== What to do ==
All that is needed is each line of the entries holding the word "back", copied as it stands.

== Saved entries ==
<<<<

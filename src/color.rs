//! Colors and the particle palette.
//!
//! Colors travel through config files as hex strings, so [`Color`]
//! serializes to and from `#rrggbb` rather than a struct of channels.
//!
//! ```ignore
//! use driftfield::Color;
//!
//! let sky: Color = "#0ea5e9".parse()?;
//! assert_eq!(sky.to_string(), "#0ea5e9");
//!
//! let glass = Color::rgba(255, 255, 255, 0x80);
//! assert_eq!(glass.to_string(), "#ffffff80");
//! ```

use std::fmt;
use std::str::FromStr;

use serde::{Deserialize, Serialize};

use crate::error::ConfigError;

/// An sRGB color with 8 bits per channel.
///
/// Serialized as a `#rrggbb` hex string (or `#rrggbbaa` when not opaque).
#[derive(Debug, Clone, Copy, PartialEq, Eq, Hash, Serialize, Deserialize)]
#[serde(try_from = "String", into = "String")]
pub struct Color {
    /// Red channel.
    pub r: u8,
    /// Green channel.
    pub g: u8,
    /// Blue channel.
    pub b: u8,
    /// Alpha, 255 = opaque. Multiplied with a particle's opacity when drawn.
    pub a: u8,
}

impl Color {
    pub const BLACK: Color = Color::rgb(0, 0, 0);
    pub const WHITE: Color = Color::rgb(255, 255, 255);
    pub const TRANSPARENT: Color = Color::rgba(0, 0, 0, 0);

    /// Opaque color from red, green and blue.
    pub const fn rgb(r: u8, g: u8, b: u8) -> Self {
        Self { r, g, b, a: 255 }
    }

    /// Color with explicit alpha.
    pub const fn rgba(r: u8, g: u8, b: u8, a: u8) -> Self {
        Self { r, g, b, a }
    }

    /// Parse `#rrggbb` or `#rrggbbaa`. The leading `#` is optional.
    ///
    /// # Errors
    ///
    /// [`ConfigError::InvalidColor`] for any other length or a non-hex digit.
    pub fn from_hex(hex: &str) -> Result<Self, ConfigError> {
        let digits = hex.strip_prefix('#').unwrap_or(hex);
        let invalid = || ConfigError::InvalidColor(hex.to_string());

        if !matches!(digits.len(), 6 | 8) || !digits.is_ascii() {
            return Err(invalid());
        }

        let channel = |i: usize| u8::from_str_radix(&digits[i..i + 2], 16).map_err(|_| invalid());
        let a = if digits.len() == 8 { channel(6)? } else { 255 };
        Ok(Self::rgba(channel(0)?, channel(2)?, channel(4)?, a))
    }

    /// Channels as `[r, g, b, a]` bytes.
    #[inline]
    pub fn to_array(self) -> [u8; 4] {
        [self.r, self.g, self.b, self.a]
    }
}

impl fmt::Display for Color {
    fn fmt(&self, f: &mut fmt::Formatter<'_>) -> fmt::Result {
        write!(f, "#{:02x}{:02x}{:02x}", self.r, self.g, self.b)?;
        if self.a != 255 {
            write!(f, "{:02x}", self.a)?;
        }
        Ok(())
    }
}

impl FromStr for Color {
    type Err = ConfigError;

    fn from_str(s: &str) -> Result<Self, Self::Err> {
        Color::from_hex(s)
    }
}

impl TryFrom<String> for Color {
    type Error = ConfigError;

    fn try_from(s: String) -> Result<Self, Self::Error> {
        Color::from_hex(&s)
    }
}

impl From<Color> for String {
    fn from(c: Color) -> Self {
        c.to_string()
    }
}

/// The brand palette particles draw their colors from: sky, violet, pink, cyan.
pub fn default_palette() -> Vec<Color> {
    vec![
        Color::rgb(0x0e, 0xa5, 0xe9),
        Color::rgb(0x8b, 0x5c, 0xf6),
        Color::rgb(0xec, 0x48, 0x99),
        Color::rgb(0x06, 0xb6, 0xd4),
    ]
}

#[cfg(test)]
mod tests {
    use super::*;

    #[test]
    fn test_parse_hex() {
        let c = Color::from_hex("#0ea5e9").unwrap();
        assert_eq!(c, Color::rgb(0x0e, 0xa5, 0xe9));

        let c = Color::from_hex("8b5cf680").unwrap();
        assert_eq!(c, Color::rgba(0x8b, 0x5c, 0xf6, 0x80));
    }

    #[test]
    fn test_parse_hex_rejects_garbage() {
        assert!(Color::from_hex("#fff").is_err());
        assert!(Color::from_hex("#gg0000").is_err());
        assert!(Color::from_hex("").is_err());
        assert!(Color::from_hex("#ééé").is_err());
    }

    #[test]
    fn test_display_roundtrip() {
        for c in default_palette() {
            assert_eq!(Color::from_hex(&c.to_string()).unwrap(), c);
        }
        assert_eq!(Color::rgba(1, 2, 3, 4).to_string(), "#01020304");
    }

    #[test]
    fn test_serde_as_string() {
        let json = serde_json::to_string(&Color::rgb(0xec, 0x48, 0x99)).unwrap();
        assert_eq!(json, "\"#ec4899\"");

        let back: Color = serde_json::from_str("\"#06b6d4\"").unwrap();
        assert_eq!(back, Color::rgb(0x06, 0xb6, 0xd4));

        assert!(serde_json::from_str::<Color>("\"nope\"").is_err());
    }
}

>>>>

== Expected answer ==
        let back: Color = serde_json::from_str("\"#06b6d4\"").unwrap();
        assert_eq!(back, Color::rgb(0x06, 0xb6, 0xd4));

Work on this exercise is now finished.